Necker, à son retour, le 30 juillet, fut reçu par les milices de Sèvres et de Viroflay. A Saint-Germain-en-Laye, cinq ou six cents jeunes gens se réunirent en milice, quoiqu’ils fussent sans armes. Des environs de Paris le mouvement gagna les provinces. Des terreurs paniques, jointes à de justes sujets de crainte, hâtèrent l’armement de la France entière. On répandit le bruit que des brigands parcouraient les campagnes, coupaient les blés en vert et rançonnaient la population. On signala leur présence, au nombre de plusieurs milliers, à Montmorency, à Rouen, à Lusignan, aux environs de Soissons . Ces fausses alarmes se propagèrent dans toutes les provinces. A Beaucaire, le 30 juillet, sur les six heures du matin, le courrier apporte la nouvelle qu’une armée de brigands dévaste la province; plusieurs personnes montent sur les ruines du château et s’écrient avec effroi qu’elles aperçoivent l’avant-garde de la bande, et que la ville de Tarascon, située de l’autre côté du Rhône, est devenue la proie des flammes. On s’apprêtait à couper le pont, lorsqu’on reconnaît dans les prétendus bandits les Tarasconais, qui, également effrayés par de fausses nouvelles, venaient chercher asile sur la rive droite du fleuve.

On a attribué à Mirabeau l’idée de rallier les esprits et d’improviser une force publique en supposant un danger imminent; mais, si l’on examine les écrits du temps, on reconnaîtra que cette appréhension fut spontanée, et qu’elle vint naturellement de l’effervescence populaire. Les brigands étaient simplement les paysans, les anciens serfs, exaspérés par de longues souffrances et trop disposés à se venger par des violences. Brigand, dans les documents de cette époque, désigne quiconque commet des excès. Ce sont des brigands qui brûlent les barrières de Paris, des brigands qui dévastent la maison de Saint-Lazare ; ce sont des brigands qui détruisent les archives seigneuriales . Les électeurs siégeant à l’hôtel de ville, les journalistes, des députés de l’Assemblée nationale, répètent tant de fois cette qualification de brigands, que l’on conçoit aisément l’inquiétude universelle. Elle amena, malgré son exagération, les plus heureux résultats. Partout la classe moyenne se souleva pour sauver la liberté du désordre. Partout les milices rendirent d’éminents services. Elles s’opposèrent autant que possible aux vengeances particulières et au pillage des châteaux, protégèrent la circulation des grains, firent des perquisitions chez les ennemis de la révolution, et dissipèrent les bandes tumultueuses. La garde nationale de Paris, pendant les mois d’août et de septembre 1789, déploya un zèle infatigable. Non-seulement les hommes rivalisaient d’ardeur, mais on voyait dans les rangs des enfants, des femmes revêtues du costume masculin. Elles étaient même commandées de garde, s’il faut admettre comme authentique le billet suivant, que rapporte le journal des Révolutions de Paris :

«District de l’abbaye Saint-Germain-des-Près.
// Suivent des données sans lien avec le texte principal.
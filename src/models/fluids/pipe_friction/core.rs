mod colebrook;

pub use colebrook::{ColebrookConfig, ColebrookError};

use uom::si::{
    f64::{DynamicViscosity, Length, MassDensity, Pressure, Velocity},
    ratio::ratio,
};

use crate::support::{
    constraint::{Constrained, NonNegative, StrictlyPositive},
    units::KinematicViscosity,
};

type Positive<T> = Constrained<T, StrictlyPositive>;

/// Upper bound of laminar flow.
pub const LAMINAR_LIMIT: f64 = 2300.0;

/// Lower bound of fully turbulent flow.
pub const TURBULENT_LIMIT: f64 = 4000.0;

/// Flow regime by Reynolds number.
#[derive(Debug, Clone, Copy, PartialEq, Eq, Hash)]
pub enum Regime {
    Laminar,
    Transitional,
    Turbulent,
}

impl Regime {
    #[must_use]
    pub fn of(reynolds: f64) -> Self {
        if reynolds < LAMINAR_LIMIT {
            Self::Laminar
        } else if reynolds <= TURBULENT_LIMIT {
            Self::Transitional
        } else {
            Self::Turbulent
        }
    }

    #[must_use]
    pub fn name(self) -> &'static str {
        match self {
            Self::Laminar => "laminar",
            Self::Transitional => "transitional",
            Self::Turbulent => "turbulent",
        }
    }
}

/// Fluid viscosity, given directly or as `μ / ρ`.
#[derive(Debug, Clone, Copy, PartialEq)]
pub enum Viscosity {
    Kinematic(Positive<KinematicViscosity>),
    Dynamic {
        viscosity: Positive<DynamicViscosity>,
        density: Positive<MassDensity>,
    },
}

impl Viscosity {
    #[must_use]
    pub fn kinematic(&self) -> KinematicViscosity {
        match self {
            Self::Kinematic(nu) => nu.into_inner(),
            Self::Dynamic { viscosity, density } => viscosity.into_inner() / density.into_inner(),
        }
    }
}

/// `Re = V D / ν`.
#[must_use]
pub fn reynolds(velocity: Positive<Velocity>, diameter: Positive<Length>, viscosity: &Viscosity) -> f64 {
    (velocity.into_inner() * diameter.into_inner() / viscosity.kinematic()).get::<ratio>()
}

/// Correlation used to produce a friction factor.
#[derive(Debug, Clone, Copy, PartialEq, Eq, Hash)]
pub enum Correlation {
    /// `f = 64 / Re`
    Laminar,
    /// `f = 0.316 Re^-0.25`
    Blasius,
    /// Implicit Colebrook-White equation.
    Colebrook,
}

/// A Darcy friction factor and how it was obtained.
#[derive(Debug, Clone, Copy, PartialEq)]
pub struct FrictionFactor {
    pub value: f64,
    pub regime: Regime,
    pub correlation: Correlation,
}

/// Darcy friction factor for a Reynolds number and optional relative
/// roughness `ε / D`.
///
/// Colebrook-White applies only to turbulent flow over a rough wall;
/// smooth or transitional flow falls back to Blasius.
///
/// # Errors
///
/// Returns [`ColebrookError`] if the Colebrook-White solve fails.
pub fn friction_factor(
    reynolds: Positive<f64>,
    relative_roughness: Option<Constrained<f64, NonNegative>>,
    config: &ColebrookConfig,
) -> Result<FrictionFactor, ColebrookError> {
    let re = reynolds.into_inner();
    let regime = Regime::of(re);
    let roughness = relative_roughness.map_or(0.0, Constrained::into_inner);

    let (value, correlation) = match regime {
        Regime::Laminar => (64.0 / re, Correlation::Laminar),
        Regime::Turbulent if roughness > 0.0 => {
            (colebrook::solve(re, roughness, config)?, Correlation::Colebrook)
        }
        Regime::Transitional | Regime::Turbulent => (0.316 * re.powf(-0.25), Correlation::Blasius),
    };

    Ok(FrictionFactor {
        value,
        regime,
        correlation,
    })
}

/// A straight pipe run for the Darcy-Weisbach equation.
#[derive(Debug, Clone, Copy, PartialEq)]
pub struct PipeRun {
    pub friction_factor: Positive<f64>,
    pub length: Positive<Length>,
    pub diameter: Positive<Length>,
    pub velocity: Constrained<Velocity, NonNegative>,
    pub density: Positive<MassDensity>,
}

impl PipeRun {
    /// `ΔP = f (L / D) ρ V² / 2`.
    #[must_use]
    pub fn pressure_drop(&self) -> Pressure {
        let slenderness = (self.length.into_inner() / self.diameter.into_inner()).get::<ratio>();
        let v = self.velocity.into_inner();
        self.density.into_inner() * v * v * (self.friction_factor.into_inner() * slenderness / 2.0)
    }
}
use uom::si::{
    f64::{Pressure, ThermodynamicTemperature},
    pressure::pascal,
    thermodynamic_temperature::kelvin,
};

use crate::support::constraint::{Constrained, StrictlyPositive};

type Positive<T> = Constrained<T, StrictlyPositive>;

/// The three quantities the user gave; the fourth is solved.
#[derive(Debug, Clone, Copy, PartialEq)]
pub enum Known {
    MissingP1 {
        t1: ThermodynamicTemperature,
        p2: Positive<Pressure>,
        t2: ThermodynamicTemperature,
    },
    MissingT1 {
        p1: Positive<Pressure>,
        p2: Positive<Pressure>,
        t2: ThermodynamicTemperature,
    },
    MissingP2 {
        p1: Positive<Pressure>,
        t1: ThermodynamicTemperature,
        t2: ThermodynamicTemperature,
    },
    MissingT2 {
        p1: Positive<Pressure>,
        t1: ThermodynamicTemperature,
        p2: Positive<Pressure>,
    },
}

/// Two states of a gas held at constant volume.
#[derive(Debug, Clone, Copy, PartialEq)]
pub struct Isochoric {
    pub p1: Pressure,
    pub t1: ThermodynamicTemperature,
    pub p2: Pressure,
    pub t2: ThermodynamicTemperature,
}

impl Isochoric {
    /// `P₂ / P₁`, equal to `T₂ / T₁`.
    #[must_use]
    pub fn ratio(&self) -> f64 {
        self.p2.get::<pascal>() / self.p1.get::<pascal>()
    }
}

fn pressure(p: Pressure, from: ThermodynamicTemperature, to: ThermodynamicTemperature) -> Pressure {
    p * (to.get::<kelvin>() / from.get::<kelvin>())
}

fn temperature(
    t: ThermodynamicTemperature,
    from: Pressure,
    to: Pressure,
) -> ThermodynamicTemperature {
    ThermodynamicTemperature::new::<kelvin>(t.get::<kelvin>() * to.get::<pascal>() / from.get::<pascal>())
}

/// Solves `P₁/T₁ = P₂/T₂` for the missing quantity.
#[must_use]
pub fn solve(known: Known) -> Isochoric {
    match known {
        Known::MissingP1 { t1, p2, t2 } => {
            let p2 = p2.into_inner();
            Isochoric {
                p1: pressure(p2, t2, t1),
                t1,
                p2,
                t2,
            }
        }
        Known::MissingT1 { p1, p2, t2 } => {
            let (p1, p2) = (p1.into_inner(), p2.into_inner());
            Isochoric {
                p1,
                t1: temperature(t2, p2, p1),
                p2,
                t2,
            }
        }
        Known::MissingP2 { p1, t1, t2 } => {
            let p1 = p1.into_inner();
            Isochoric {
                p1,
                t1,
                p2: pressure(p1, t1, t2),
                t2,
            }
        }
        Known::MissingT2 { p1, t1, p2 } => {
            let (p1, p2) = (p1.into_inner(), p2.into_inner());
            Isochoric {
                p1,
                t1,
                p2,
                t2: temperature(t1, p1, p2),
            }
        }
    }
}
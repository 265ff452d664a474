use thiserror::Error;
use uom::si::f64::{ElectricCurrent, ElectricPotential, ElectricalResistance, Power};

use crate::support::constraint::{Constrained, NonZero, StrictlyPositive};

/// Voltage and current of opposite sign would imply a negative resistance.
#[derive(Debug, Clone, Copy, PartialEq, Error)]
#[error("voltage and current must have the same sign")]
pub struct OppositeSigns;

/// A resistor operating point satisfying `V = IR`.
#[derive(Debug, Clone, Copy, PartialEq)]
pub struct OperatingPoint {
    pub voltage: ElectricPotential,
    pub current: ElectricCurrent,
    pub resistance: ElectricalResistance,
}

impl OperatingPoint {
    /// `R = V / I`
    ///
    /// # Errors
    ///
    /// Returns [`OppositeSigns`] if `V` and `I` differ in sign.
    pub fn from_voltage_and_current(
        voltage: Constrained<ElectricPotential, NonZero>,
        current: Constrained<ElectricCurrent, NonZero>,
    ) -> Result<Self, OppositeSigns> {
        let v = voltage.into_inner();
        let i = current.into_inner();
        if (v.value > 0.0) != (i.value > 0.0) {
            return Err(OppositeSigns);
        }
        Ok(Self {
            voltage: v,
            current: i,
            resistance: v / i,
        })
    }

    /// `V = IR`
    #[must_use]
    pub fn from_current_and_resistance(
        current: Constrained<ElectricCurrent, NonZero>,
        resistance: Constrained<ElectricalResistance, StrictlyPositive>,
    ) -> Self {
        let i = current.into_inner();
        let r = resistance.into_inner();
        Self {
            voltage: i * r,
            current: i,
            resistance: r,
        }
    }

    /// `I = V / R`
    #[must_use]
    pub fn from_voltage_and_resistance(
        voltage: Constrained<ElectricPotential, NonZero>,
        resistance: Constrained<ElectricalResistance, StrictlyPositive>,
    ) -> Self {
        let v = voltage.into_inner();
        let r = resistance.into_inner();
        Self {
            voltage: v,
            current: v / r,
            resistance: r,
        }
    }

    /// Dissipated power, `P = VI`.
    #[must_use]
    pub fn power(&self) -> Power {
        self.voltage * self.current
    }
}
«Mademoiselle Dubief, marchande lingère, rue

«Dauphine, n° 31, montera la garde au corps-de-

«garde, rue Dauphine, au Musée, où elle montera la

«garde à dix heures précises du matin, le 3 août

«1789.

«Signé OUDET, capitaine.»

L’histoire de la garde nationale de Paris, durant cette période, se compose d’une multitude d’incidents peu importants, mais qui attestent l’activité avec laquelle elle s’acquittait de ses devoirs.

Le 25 juillet, elle arrête trois hommes qui se préparaient à incendier un magasin d’épicerie.

Le 28, elle découvre à Vincennes cent vingt-sept hommes armés, qu’elle conduit en prison. Le même jour, les volontaires de la Basoche sont envoyés aux environs de Rouen pour protéger les convois de grains et disperser les brigands.

Le 1er août, le maire de Saint-Denis périt dans une émeute. Les patrouilles bourgeoises repoussent ceux qui apportaient à Paris sa tête ensanglantée, s’avancent jusqu’à Saint-Denis, et arrachent plusieurs citoyens au supplice.

Cent gardes nationaux vont au devant du baron de Bezenval, détenu à Brie-Comte-Bobert, et avec le concours de la milice de cette ville, l’empêchent d’être massacré par des soldats suisses, qui voulaient le couper en treize morceaux en l’honneur des treize cantons.

Le 6 août, le marquis de la Salle, accusé de trahison et menacé de la lanterne, est sauvé par les détachements du district, qui, se formant en carré sur la place de Grève, parviennent à en éloigner les furieux.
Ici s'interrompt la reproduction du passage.